Wal-Mart Chief Executive Lee Scott and his management team have made a courageous decision--to spend $860 million to acquire the remaining shares of Seiyu Ltd., the Japanese retailer, that the American company doesn't already own. Wal-Mart has previously spent more than $1 billion to acquire a 51 percent stake in the firm and begin to modernize and refurbish its nearly 400 stores around Japan.

Shareholder groups are squawking about the decision because they want Wal-Mart to take steps to goose up its share price in the short term. "There are a lot more pressing issues than the consolidating of Japan," William Dreher Jr., a Deutsche Bank retail analyst was quoted as saying in the Wall Street Journal.

But Wal-Mart must get Japan right because it is the world's second largest economy and is sitting on $13 trillion in household wealth. Sure, the population is declining but the purchasing power in Japan is immense. Wal-Mart has to get its Japan strategy right because it has pulled out of South Korea and Germany. Wal-Mart has gotten the formula right in China, Mexico and Britain, but it needs a truly global strategy to avoid oversaturation in the American market.

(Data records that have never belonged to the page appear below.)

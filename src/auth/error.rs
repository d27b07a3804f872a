// SPDX-License-Identifier: AGPL-3.0-or-later
//
// Copyright (C) 2026 Relational Network

//! Authentication errors.

use axum::{
    http::StatusCode,
    response::{IntoResponse, Response},
    Json,
};
use serde::Serialize;

/// Authentication error type.
///
/// These errors are produced by the authorization gate while validating
/// capability tokens on protected requests. Entitlement failures on specific
/// resources are reported by the handlers themselves (`ApiError`), not here.
#[derive(Debug)]
pub enum AuthError {
    /// No authorization token present
    MissingToken,
    /// No companion address header present
    MissingAddressHeader,
    /// Authorization header is not valid UTF-8 / not a token
    InvalidAuthHeader,
    /// Token is malformed
    MalformedToken,
    /// Token signature is invalid
    InvalidSignature,
    /// Token has expired
    TokenExpired,
    /// Token address does not match the address header
    AddressMismatch,
    /// Internal error
    InternalError(String),
}

#[derive(Serialize)]
struct AuthErrorBody {
    error: String,
    error_code: String,
}

impl AuthError {
    /// Get the error code for this error.
    pub fn error_code(&self) -> &'static str {
        match self {
            AuthError::MissingToken => "missing_token",
            AuthError::MissingAddressHeader => "missing_address_header",
            AuthError::InvalidAuthHeader => "invalid_auth_header",
            AuthError::MalformedToken => "malformed_token",
            AuthError::InvalidSignature => "invalid_signature",
            AuthError::TokenExpired => "token_expired",
            AuthError::AddressMismatch => "address_mismatch",
            AuthError::InternalError(_) => "internal_error",
        }
    }

    /// Get the HTTP status code for this error.
    pub fn status_code(&self) -> StatusCode {
        match self {
            AuthError::MissingToken
            | AuthError::MissingAddressHeader
            | AuthError::InvalidAuthHeader
            | AuthError::MalformedToken
            | AuthError::InvalidSignature
            | AuthError::TokenExpired
            | AuthError::AddressMismatch => StatusCode::UNAUTHORIZED,
            AuthError::InternalError(_) => StatusCode::INTERNAL_SERVER_ERROR,
        }
    }
}

impl std::fmt::Display for AuthError {
    fn fmt(&self, f: &mut std::fmt::Formatter<'_>) -> std::fmt::Result {
        match self {
            AuthError::MissingToken => write!(f, "No authorization token present"),
            AuthError::MissingAddressHeader => write!(f, "Missing address header"),
            AuthError::InvalidAuthHeader => write!(f, "Invalid authorization header"),
            AuthError::MalformedToken => write!(f, "Token is malformed"),
            AuthError::InvalidSignature => write!(f, "Token signature is invalid"),
            AuthError::TokenExpired => write!(f, "Token has expired"),
            AuthError::AddressMismatch => write!(f, "Address mismatch"),
            AuthError::InternalError(msg) => write!(f, "Internal authentication error: {msg}"),
        }
    }
}

impl std::error::Error for AuthError {}

impl IntoResponse for AuthError {
    fn into_response(self) -> Response {
        let status = self.status_code();
        let body = Json(AuthErrorBody {
            error: self.to_string(),
            error_code: self.error_code().to_string(),
        });
        (status, body).into_response()
    }
}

The real problem Wal-Mart has in Japan is that its management is small-town American. The head of Wal-Mart International, Michael Duke, has no international experience. Nor does the CEO of Wal-Mart's Japan operations, Ed Kolodzieski, have deep Asian or Japanese experience. Wal-Mart needs to find a seasoned Japanese retailing executive and put him in charge of Seiyu. Until it figures out the right management mix, no amount of investment is going to transform its Japanese operations into a success. That's the real issue.